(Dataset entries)
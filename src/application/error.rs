use std::error::Error as StdError;

use axum::{
    http::StatusCode,
    response::{IntoResponse, Response},
};
use thiserror::Error;

use crate::{
    application::{discovery::DiscoveryError, precompute::PrecomputeError},
    infra::error::InfraError,
};

#[derive(Debug, Clone)]
pub struct ErrorReport {
    pub source: &'static str,
    pub status: StatusCode,
    pub messages: Vec<String>,
}

impl ErrorReport {
    pub fn from_error(source: &'static str, status: StatusCode, error: &dyn StdError) -> Self {
        let mut messages = Vec::new();
        messages.push(error.to_string());
        let mut current = error.source();
        while let Some(inner) = current {
            messages.push(inner.to_string());
            current = inner.source();
        }
        Self {
            source,
            status,
            messages,
        }
    }

    pub fn from_message(
        source: &'static str,
        status: StatusCode,
        message: impl Into<String>,
    ) -> Self {
        Self {
            source,
            status,
            messages: vec![message.into()],
        }
    }

    pub fn attach(self, response: &mut Response) {
        response.extensions_mut().insert(self);
    }
}

#[derive(Debug)]
pub struct HttpError {
    status: StatusCode,
    public_message: &'static str,
    report: ErrorReport,
}

impl HttpError {
    pub fn new(
        source: &'static str,
        status: StatusCode,
        public_message: &'static str,
        detail: impl Into<String>,
    ) -> Self {
        let report = ErrorReport::from_message(source, status, detail);
        Self {
            status,
            public_message,
            report,
        }
    }

    pub fn from_error(
        source: &'static str,
        status: StatusCode,
        public_message: &'static str,
        error: &dyn StdError,
    ) -> Self {
        let report = ErrorReport::from_error(source, status, error);
        Self {
            status,
            public_message,
            report,
        }
    }

    pub fn status(&self) -> StatusCode {
        self.status
    }
}

impl IntoResponse for HttpError {
    fn into_response(self) -> Response {
        let mut response = (self.status, self.public_message).into_response();
        self.report.attach(&mut response);
        response
    }
}

/// Failures surfaced by the command-line entry points.
#[derive(Debug, Error)]
pub enum AppError {
    #[error(transparent)]
    Infra(#[from] InfraError),
    #[error(transparent)]
    Discovery(#[from] DiscoveryError),
    #[error(transparent)]
    Precompute(#[from] PrecomputeError),
    #[error("unexpected error: {0}")]
    Unexpected(String),
}

impl AppError {
    pub fn unexpected(message: impl Into<String>) -> Self {
        Self::Unexpected(message.into())
    }
}

#[cfg(test)]
mod tests {
    use super::*;

    use axum::body::to_bytes;

    #[derive(Debug, Error)]
    #[error("outer failure")]
    struct Outer(#[source] std::io::Error);

    #[test]
    fn report_collects_the_source_chain() {
        let error = Outer(std::io::Error::other("disk gone"));
        let report = ErrorReport::from_error("test", StatusCode::BAD_GATEWAY, &error);
        assert_eq!(report.messages, vec!["outer failure", "disk gone"]);
    }

    #[tokio::test]
    async fn http_error_hides_detail_and_attaches_report() {
        let response = HttpError::new(
            "test",
            StatusCode::UNAUTHORIZED,
            "Unauthorized",
            "token mismatch",
        )
        .into_response();

        assert_eq!(response.status(), StatusCode::UNAUTHORIZED);
        let report = response.extensions().get::<ErrorReport>().cloned().unwrap();
        assert_eq!(report.messages, vec!["token mismatch"]);

        let body = to_bytes(response.into_body(), usize::MAX).await.unwrap();
        assert_eq!(&body[..], b"Unauthorized");
    }
}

▸ **Aim of the exercise**:
Select the lines from the entries that include the word "derive".

▸ **Result for this exercise**:
#[derive(Debug, Clone)]
#[derive(Debug)]
#[derive(Debug, Error)]
    #[derive(Debug, Error)]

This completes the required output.